▶ [WHAT YOU SHOULD DO]:
Going through the lines below, tally those that include "duration", and give only the number.

*** Block opens ***

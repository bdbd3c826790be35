//! Complexity model: the budget consumption rate of a scenario.
//!
//! The rate comes from one of three configured formulas, chosen by simulation
//! kind, evaluated over these variables:
//!
//! | Name | Meaning |
//! |------|---------|
//! | `L`  | simulated duration, seconds |
//! | `M`  | selected body mass |
//! | `KM` | home body mass |
//! | `A`  | 1 if the selected body has an atmosphere |
//! | `S`  | 1 if the selected body is a moon |
//! | `m`  | vessel mass |
//! | `C`  | vessel cost |
//! | `dT` | target time minus now |
//! | `SMA`| orbit ratio of the ultimate parent to the home body, `>= 1` |
//! | `PM` | ultimate parent mass |
//! | `T`  | kind tag |
//!
//! Any failure yields [`INDETERMINATE`] rather than an error.

use std::sync::Arc;

use crate::body::BodyCatalog;
use crate::config::SimConfig;
use crate::error::{SessionError, SimResult, ValidationError};
use crate::expr::Evaluator;
use crate::host::VesselProvider;
use crate::scenario::ScenarioParameters;
use crate::variables::VariableSet;

/// Rate reported when the cost cannot be determined.
pub const INDETERMINATE: f64 = -1.0;

/// A computed rate and the variables it came from.
#[derive(Debug, Clone, PartialEq)]
pub struct ComplexityResult {
    rate: f64,
    variables: VariableSet,
}

impl ComplexityResult {
    fn indeterminate(variables: VariableSet) -> Self {
        Self {
            rate: INDETERMINATE,
            variables,
        }
    }

    /// Budget units per simulated second, or [`INDETERMINATE`].
    #[must_use]
    pub const fn rate(&self) -> f64 {
        self.rate
    }

    /// Variables used, for diagnostics.
    #[must_use]
    pub const fn variables(&self) -> &VariableSet {
        &self.variables
    }

    /// Returns true if the simulation cannot be started at this rate.
    #[must_use]
    pub fn is_indeterminate(&self) -> bool {
        self.rate < 0.0
    }
}

/// Computes complexity from scenario parameters.
#[derive(Debug, Clone)]
pub struct ComplexityModel {
    config: Arc<SimConfig>,
    evaluator: Arc<Evaluator>,
    bodies: Arc<BodyCatalog>,
}

impl ComplexityModel {
    /// Creates a model.
    #[must_use]
    pub const fn new(
        config: Arc<SimConfig>,
        evaluator: Arc<Evaluator>,
        bodies: Arc<BodyCatalog>,
    ) -> Self {
        Self {
            config,
            evaluator,
            bodies,
        }
    }

    /// Builds the formula variables for `params`.
    pub fn variables(
        &self,
        params: &ScenarioParameters,
        vessels: &dyn VesselProvider,
        now_ut: f64,
    ) -> SimResult<VariableSet> {
        let vessel = params.vessel().ok_or(SessionError::NoVesselSelected)?;
        let mass = vessel_value(vessels.mass(vessel), "m")?;
        let cost = vessel_value(vessels.cost(vessel), "C")?;

        let bodies = &*self.bodies;
        let body_id = params.body_or_home(bodies);
        let unknown = || ValidationError::UnknownBody {
            name: body_id.to_string(),
        };
        let body = bodies.get(body_id).ok_or_else(unknown)?;
        let home = bodies.get(bodies.home()).ok_or_else(unknown)?;
        let parent = bodies
            .ultimate_parent(body_id)
            .and_then(|id| bodies.get(id))
            .ok_or_else(unknown)?;
        let orbit_ratio = bodies.orbit_ratio(body_id).ok_or_else(unknown)?;

        let mut vars = VariableSet::new();
        vars.insert("L", params.duration());
        vars.insert("M", body.mass);
        vars.insert("KM", home.mass);
        vars.insert_flag("A", body.atmosphere);
        vars.insert_flag("S", bodies.is_satellite(body_id));
        vars.insert("m", mass);
        vars.insert("C", cost);
        vars.insert("dT", params.target_ut(now_ut) - now_ut);
        vars.insert("SMA", orbit_ratio);
        vars.insert("PM", parent.mass);
        vars.insert("T", f64::from(params.kind().tag()));
        Ok(vars)
    }

    /// Computes the rate, failing closed to [`INDETERMINATE`].
    #[must_use]
    pub fn compute(
        &self,
        params: &ScenarioParameters,
        vessels: &dyn VesselProvider,
        now_ut: f64,
    ) -> ComplexityResult {
        let vars = match self.variables(params, vessels, now_ut) {
            Ok(vars) => vars,
            Err(e) => {
                tracing::warn!(error = %e, kind = %params.kind(), "Complexity inputs unavailable");
                return ComplexityResult::indeterminate(VariableSet::new());
            }
        };

        let formula = self.config.formulas.complexity_for(params.kind());
        match self.evaluator.evaluate(formula, &vars) {
            Ok(rate) => {
                tracing::debug!(
                    rate,
                    kind = %params.kind(),
                    formula = %formula.id(),
                    "Complexity computed"
                );
                ComplexityResult { rate, variables: vars }
            }
            Err(e) => {
                tracing::warn!(error = %e, kind = %params.kind(), "Complexity formula failed");
                ComplexityResult::indeterminate(vars)
            }
        }
    }
}

fn vessel_value(value: Option<f64>, field: &'static str) -> Result<f64, ValidationError> {
    value
        .filter(|v| v.is_finite())
        .ok_or(ValidationError::Unresolved { field })
}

*** Block closes ***

▶ [SOLUTION FOR THIS PROBLEM]:
2